**Task statement**
Print only the lines that begin at the line containing "pub struct InFlightSet" and end at the last line of the material, both included, without any change.

**Extracted data**
────────────────

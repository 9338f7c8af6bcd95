//! Configuration management for SiteKit.
//!
//! Provides TOML-based configuration with XDG-compliant paths and
//! environment variable overrides.

use crate::error::{ConfigError, ConfigResult};
use directories::ProjectDirs;
use serde::{Deserialize, Serialize};
use std::fs;
use std::path::{Path, PathBuf};

/// Main application configuration.
///
/// This is loaded from `~/.config/sitekit/config.toml` (or platform equivalent).
/// If the file doesn't exist, default values are used.
#[derive(Debug, Clone, Default, PartialEq, Serialize, Deserialize)]
#[serde(default)]
pub struct AppConfig {
    /// Backend REST API settings
    pub api: ApiConfig,
    /// Web font loading settings
    pub fonts: FontConfig,
    /// CMS live preview settings
    pub preview: PreviewConfig,
    /// Theme application settings
    pub theme: ThemeConfig,
}

impl AppConfig {
    /// Load configuration from disk, falling back to defaults if not found.
    ///
    /// # Errors
    /// Returns error if:
    /// - Config directory cannot be determined
    /// - File exists but cannot be read
    /// - File contents are not valid TOML
    pub fn load() -> ConfigResult<Self> {
        Self::load_from(&Self::config_path()?)
    }

    /// Load configuration from an explicit path, falling back to defaults if
    /// the file does not exist.
    pub fn load_from(path: &Path) -> ConfigResult<Self> {
        if path.exists() {
            tracing::debug!("Loading config from {}", path.display());
            let contents = fs::read_to_string(path)?;
            let config: Self = toml::from_str(&contents)?;
            config.validate()?;
            Ok(config)
        } else {
            tracing::debug!("Config file not found, using defaults");
            Ok(Self::default())
        }
    }

    /// Load configuration with environment variable overrides.
    ///
    /// Supports the following environment variables:
    /// - `SITEKIT_API_BASE_URL`: Override the backend base URL
    /// - `VITE_API_BASE_URL`: Legacy name for the base URL (lower precedence)
    /// - `SITEKIT_FONT_TIMEOUT_MS`: Override the font readiness timeout
    /// - `SITEKIT_PREVIEW_ENABLED`: Enable or disable the preview overlay (true/false)
    pub fn load_with_env() -> ConfigResult<Self> {
        let mut config = Self::load()?;
        config.apply_env(|key| std::env::var(key).ok());
        config.validate()?;
        Ok(config)
    }

    /// Apply overrides from an environment lookup function.
    pub fn apply_env<F>(&mut self, lookup: F)
    where
        F: Fn(&str) -> Option<String>,
    {
        if let Some(url) = lookup("SITEKIT_API_BASE_URL").or_else(|| lookup("VITE_API_BASE_URL"))
        {
            tracing::debug!("Override api.base_url from env: {}", url);
            self.api.base_url = url;
        }

        if let Some(val) = lookup("SITEKIT_FONT_TIMEOUT_MS") {
            if let Ok(ms) = val.parse() {
                self.fonts.ready_timeout_ms = ms;
                tracing::debug!("Override fonts.ready_timeout_ms from env: {}", ms);
            }
        }

        if let Some(val) = lookup("SITEKIT_PREVIEW_ENABLED") {
            if let Ok(enabled) = val.parse() {
                self.preview.enabled = enabled;
                tracing::debug!("Override preview.enabled from env: {}", enabled);
            }
        }
    }

    /// Check values that would otherwise fail late at request time.
    pub fn validate(&self) -> ConfigResult<()> {
        if self.api.base_url.trim().is_empty() {
            return Err(ConfigError::InvalidValue {
                field: "api.base_url".to_string(),
                reason: "must not be empty".to_string(),
            });
        }
        if self.preview.frame_interval_ms == 0 {
            return Err(ConfigError::InvalidValue {
                field: "preview.frame_interval_ms".to_string(),
                reason: "must be greater than zero".to_string(),
            });
        }
        Ok(())
    }

    /// Save configuration to disk.
    ///
    /// Creates the config directory if it doesn't exist.
    pub fn save(&self) -> ConfigResult<()> {
        self.save_to(&Self::config_path()?)
    }

    /// Save configuration to an explicit path.
    pub fn save_to(&self, path: &Path) -> ConfigResult<()> {
        let config_dir = path.parent().ok_or_else(|| ConfigError::InvalidValue {
            field: "config_path".to_string(),
            reason: "no parent directory".to_string(),
        })?;

        fs::create_dir_all(config_dir)?;
        tracing::debug!("Saving config to {}", path.display());

        let contents = toml::to_string_pretty(self)?;
        fs::write(path, contents)?;
        Ok(())
    }

    /// Get the path to the configuration file.
    ///
    /// Uses XDG base directories: `~/.config/sitekit/config.toml`
    pub fn config_path() -> ConfigResult<PathBuf> {
        let dirs = ProjectDirs::from("com", "sitekit", "sitekit").ok_or(ConfigError::NoConfigDir)?;
        Ok(dirs.config_dir().join("config.toml"))
    }
}

/// Backend REST API settings.
#[derive(Debug, Clone, PartialEq, Serialize, Deserialize)]
#[serde(default)]
pub struct ApiConfig {
    /// Base URL of the CMS backend, without a trailing slash
    pub base_url: String,
    /// Request timeout in seconds
    pub timeout_secs: u64,
    /// User agent string
    pub user_agent: String,
}

impl Default for ApiConfig {
    fn default() -> Self {
        Self {
            base_url: "http://localhost:8000".to_string(),
            timeout_secs: 30,
            user_agent: format!("SiteKit/{}", env!("CARGO_PKG_VERSION")),
        }
    }
}

impl ApiConfig {
    /// Base URL with any trailing slash removed.
    #[must_use]
    pub fn base(&self) -> &str {
        self.base_url.trim_end_matches('/')
    }
}

/// Web font loading settings.
#[derive(Debug, Clone, PartialEq, Serialize, Deserialize)]
#[serde(default)]
pub struct FontConfig {
    /// Primary stylesheet CDN (fontsource packages)
    pub primary_cdn: String,
    /// Fallback stylesheet provider (Google Fonts CSS2 API)
    pub fallback_cdn: String,
    /// Weights requested from the fallback provider
    pub weights: Vec<u16>,
    /// Upper bound on waiting for fonts before declaring them ready
    pub ready_timeout_ms: u64,
    /// Extra family names treated as system fonts (never fetched)
    pub extra_system_fonts: Vec<String>,
}

impl Default for FontConfig {
    fn default() -> Self {
        Self {
            primary_cdn: "https://cdn.jsdelivr.net/npm/@fontsource".to_string(),
            fallback_cdn: "https://fonts.googleapis.com/css2".to_string(),
            weights: vec![400, 500, 600, 700],
            ready_timeout_ms: 5000,
            extra_system_fonts: Vec::new(),
        }
    }
}

/// CMS live preview settings.
#[derive(Debug, Clone, PartialEq, Serialize, Deserialize)]
#[serde(default)]
pub struct PreviewConfig {
    /// Whether the preview overlay is attached to resolvers
    pub enabled: bool,
    /// Interval of the frame queue driver in milliseconds
    pub frame_interval_ms: u64,
}

impl Default for PreviewConfig {
    fn default() -> Self {
        Self {
            enabled: true,
            frame_interval_ms: 16,
        }
    }
}

/// Theme application settings.
#[derive(Debug, Clone, PartialEq, Serialize, Deserialize)]
#[serde(default)]
pub struct ThemeConfig {
    /// Id of the style block holding light/dark variables
    pub style_element_id: String,
    /// Also apply a `font-size` theme variable to the root element
    pub apply_root_font_size: bool,
}

impl Default for ThemeConfig {
    fn default() -> Self {
        Self {
            style_element_id: "tweakcn-theme-styles".to_string(),
            apply_root_font_size: true,
        }
    }
}
//! Per-section in-flight fetch tracking.

use sitekit_core::SectionId;
use std::collections::HashSet;
use std::sync::{Arc, Mutex};

/// Set of section ids with a content fetch outstanding.
#[derive(Clone, Default)]
pub struct InFlightSet {
    ids: Arc<Mutex<HashSet<SectionId>>>,
}

impl InFlightSet {
    /// Create an empty set.
    #[must_use]
    pub fn new() -> Self {
        Self::default()
    }

    /// Mark `id` as in flight. Returns `None` if another fetch holds it.
    #[must_use]
    pub fn try_acquire(&self, id: &SectionId) -> Option<InFlightGuard> {
        let inserted = self
            .ids
            .lock()
            .expect("acquire in-flight lock")
            .insert(id.clone());
        inserted.then(|| InFlightGuard {
            set: self.clone(),
            id: id.clone(),
        })
    }

    /// Whether a fetch for `id` is outstanding.
    #[must_use]
    pub fn contains(&self, id: &SectionId) -> bool {
        self.ids.lock().expect("acquire in-flight lock").contains(id)
    }

    /// Number of outstanding fetches.
    #[must_use]
    pub fn len(&self) -> usize {
        self.ids.lock().expect("acquire in-flight lock").len()
    }

    /// Whether no fetch is outstanding.
    #[must_use]
    pub fn is_empty(&self) -> bool {
        self.len() == 0
    }
}

/// Releases its section id from the set on drop.
pub struct InFlightGuard {
    set: InFlightSet,
    id: SectionId,
}

impl InFlightGuard {
    /// Section this guard holds.
    #[must_use]
    pub fn section_id(&self) -> &SectionId {
        &self.id
    }
}

impl Drop for InFlightGuard {
    fn drop(&mut self) {
        if let Ok(mut ids) = self.set.ids.lock() {
            ids.remove(&self.id);
        }
    }
}
//! HTML text escaping for generated markup.

/// Escape `text` for use in HTML text and double- or single-quoted attributes.
#[must_use]
pub fn escape_html(text: &str) -> String {
    let mut out = String::with_capacity(text.len());
    for c in text.chars() {
        match c {
            '&' => out.push_str("&amp;"),
            '<' => out.push_str("&lt;"),
            '>' => out.push_str("&gt;"),
            '"' => out.push_str("&quot;"),
            '\'' => out.push_str("&#39;"),
            c => out.push(c),
        }
    }
    out
}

────────────────

**Reply**
pub struct InFlightSet {
    ids: Arc<Mutex<HashSet<SectionId>>>,
}

impl InFlightSet {
    /// Create an empty set.
    #[must_use]
    pub fn new() -> Self {
        Self::default()
    }

    /// Mark `id` as in flight. Returns `None` if another fetch holds it.
    #[must_use]
    pub fn try_acquire(&self, id: &SectionId) -> Option<InFlightGuard> {
        let inserted = self
            .ids
            .lock()
            .expect("acquire in-flight lock")
            .insert(id.clone());
        inserted.then(|| InFlightGuard {
            set: self.clone(),
            id: id.clone(),
        })
    }

    /// Whether a fetch for `id` is outstanding.
    #[must_use]
    pub fn contains(&self, id: &SectionId) -> bool {
        self.ids.lock().expect("acquire in-flight lock").contains(id)
    }

    /// Number of outstanding fetches.
    #[must_use]
    pub fn len(&self) -> usize {
        self.ids.lock().expect("acquire in-flight lock").len()
    }

    /// Whether no fetch is outstanding.
    #[must_use]
    pub fn is_empty(&self) -> bool {
        self.len() == 0
    }
}

/// Releases its section id from the set on drop.
pub struct InFlightGuard {
    set: InFlightSet,
    id: SectionId,
}

impl InFlightGuard {
    /// Section this guard holds.
    #[must_use]
    pub fn section_id(&self) -> &SectionId {
        &self.id
    }
}

impl Drop for InFlightGuard {
    fn drop(&mut self) {
        if let Ok(mut ids) = self.set.ids.lock() {
            ids.remove(&self.id);
        }
    }
}
//! HTML text escaping for generated markup.

/// Escape `text` for use in HTML text and double- or single-quoted attributes.
#[must_use]
pub fn escape_html(text: &str) -> String {
    let mut out = String::with_capacity(text.len());
    for c in text.chars() {
        match c {
            '&' => out.push_str("&amp;"),
            '<' => out.push_str("&lt;"),
            '>' => out.push_str("&gt;"),
            '"' => out.push_str("&quot;"),
            '\'' => out.push_str("&#39;"),
            c => out.push(c),
        }
    }
    out
}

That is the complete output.